Scientific classification
- Kingdom: Plantae
- Clade: Tracheophytes
- Clade: Angiosperms
- Clade: Eudicots
- Clade: Rosids
- Order: Fabales
- Family: Fabaceae
- Subfamily: Faboideae
- Genus: Bossiaea
- Species: B. oxyclada
- Binomial name: Bossiaea oxyclada Turcz.
- Synonyms: Bossiaea rufa var. oxyclada (Turcz.) Benth.

= Bossiaea oxyclada =

- Genus: Bossiaea
- Species: oxyclada
- Authority: Turcz.
- Conservation status: VU
- Synonyms: Bossiaea rufa var. oxyclada (Turcz.) Benth.

Species of legume

Bossiaea oxyclada is a species of flowering plant in the family Fabaceae and is endemic to the south of Western Australia. It is an erect, rigid shrub with flattened branches, cladodes ending with a sharp point, leaves mostly reduced to small scales, and golden yellow and deep red flowers.

==Description==
Bossiaea oxyclada is an erect, rigid shrub that typically grows to 90 cm high, 60 cm wide and has flattened branches and cladodes 2–4 mm wide ending in a sharp point. The leaves on older growth are reduced to triangular scales 0.5–1 mm long. New growth sometimes has more or less round leaves 4–20 mm long and 4–12 mm wide on a petiole 1.5–3.5 mm long with stipules 1.7–3.5 mm long at the base. The flowers are arranged singly in nodes on a pedicel 2.0–4.5 mm long with overlapping, pinkish-brown bracts up to 1.3 mm long at the base and bracteoles near the middle of the pedicels. The sepals are joined at the base forming a tube 2.0–4.1 mm long, the two upper lobes slightly longer than the lower three lobes. The standard petal is golden yellow with a red base, 8.7–12.5 mm long, the wings are 8.0–11.6 mm long and the keel deep red and 8.2–11.2 mm long. Flowering occurs from September to October and the fruit is pod 20–23 mm long.

==Taxonomy and naming==
Bossiaea oxyclada was first formally described in 1853 by Nikolai Turczaninow in the Bulletin de la Société impériale des naturalistes de Moscou from specimens collected by James Drummond. The specific epithet (oxyclada) means "sharp branch".

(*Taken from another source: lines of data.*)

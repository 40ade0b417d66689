//! Database repository for measurement units.

use crate::{
    api::common::PaginationFilter,
    database::models::{CreateUnit, Unit},
};
use anyhow::Result;
use chrono::{DateTime, Utc};
use sqlx::SqlitePool;
use super::like_pattern;

const UNIT_COLUMNS: &str = "id, name, abbreviation, created_at, updated_at";

pub struct UnitRepository<'a> {
    pool: &'a SqlitePool,
}

impl<'a> UnitRepository<'a> {
    pub fn new(pool: &'a SqlitePool) -> Self {
        Self { pool }
    }

    pub async fn create_unit(&self, unit: &CreateUnit) -> Result<Unit> {
        let now = Utc::now();
        let unit = sqlx::query_as::<_, Unit>(&format!(
            "INSERT INTO units (name, abbreviation, created_at, updated_at)
             VALUES (?, ?, ?, ?)
             RETURNING {UNIT_COLUMNS}"
        ))
        .bind(&unit.name)
        .bind(&unit.abbreviation)
        .bind(now)
        .bind(now)
        .fetch_one(self.pool)
        .await?;

        Ok(unit)
    }

    pub async fn get_unit_by_id(&self, id: i64) -> Result<Option<Unit>> {
        let unit =
            sqlx::query_as::<_, Unit>(&format!("SELECT {UNIT_COLUMNS} FROM units WHERE id = ?"))
                .bind(id)
                .fetch_optional(self.pool)
                .await?;

        Ok(unit)
    }

    pub async fn list_units(
        &self,
        search: Option<&str>,
        pagination: &PaginationFilter,
    ) -> Result<Vec<Unit>> {
        let units = sqlx::query_as::<_, Unit>(&format!(
            "SELECT {UNIT_COLUMNS} FROM units
             WHERE (?1 IS NULL OR name LIKE ?1 ESCAPE '\\')
             ORDER BY name ASC
             LIMIT ?2 OFFSET ?3"
        ))
        .bind(search.map(like_pattern).as_deref())
        .bind(pagination.limit() as i64)
        .bind(pagination.offset() as i64)
        .fetch_all(self.pool)
        .await?;

        Ok(units)
    }

    pub async fn count_units(&self, search: Option<&str>) -> Result<u64> {
        let count: i64 = sqlx::query_scalar(
            "SELECT COUNT(*) FROM units WHERE (?1 IS NULL OR name LIKE ?1 ESCAPE '\\')",
        )
        .bind(search.map(like_pattern).as_deref())
        .fetch_one(self.pool)
        .await?;

        Ok(count as u64)
    }

    pub async fn update_unit(
        &self,
        unit: &Unit,
        expected_updated_at: DateTime<Utc>,
    ) -> Result<Option<Unit>> {
        let updated = sqlx::query_as::<_, Unit>(&format!(
            "UPDATE units SET name = ?, abbreviation = ?, updated_at = ?
             WHERE id = ? AND updated_at = ?
             RETURNING {UNIT_COLUMNS}"
        ))
        .bind(&unit.name)
        .bind(&unit.abbreviation)
        .bind(Utc::now())
        .bind(unit.id)
        .bind(expected_updated_at)
        .fetch_optional(self.pool)
        .await?;

        Ok(updated)
    }

    pub async fn delete_unit(&self, id: i64) -> Result<bool> {
        let result = sqlx::query("DELETE FROM units WHERE id = ?")
            .bind(id)
            .execute(self.pool)
            .await?;

        Ok(result.rows_affected() > 0)
    }
}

==Distribution and habitat==
This bossiaea is found in the western part of the Fitzgerald River National Park in the Esperance Plains and Mallee biogeographic regions, where it grows in a sandplain community with scattered eucalypts.

==Conservation status==
Bossiaea oxyclada is classified as "Priority Four" by the Government of Western Australia Department of Parks and Wildlife, meaning that it is rare or near threatened.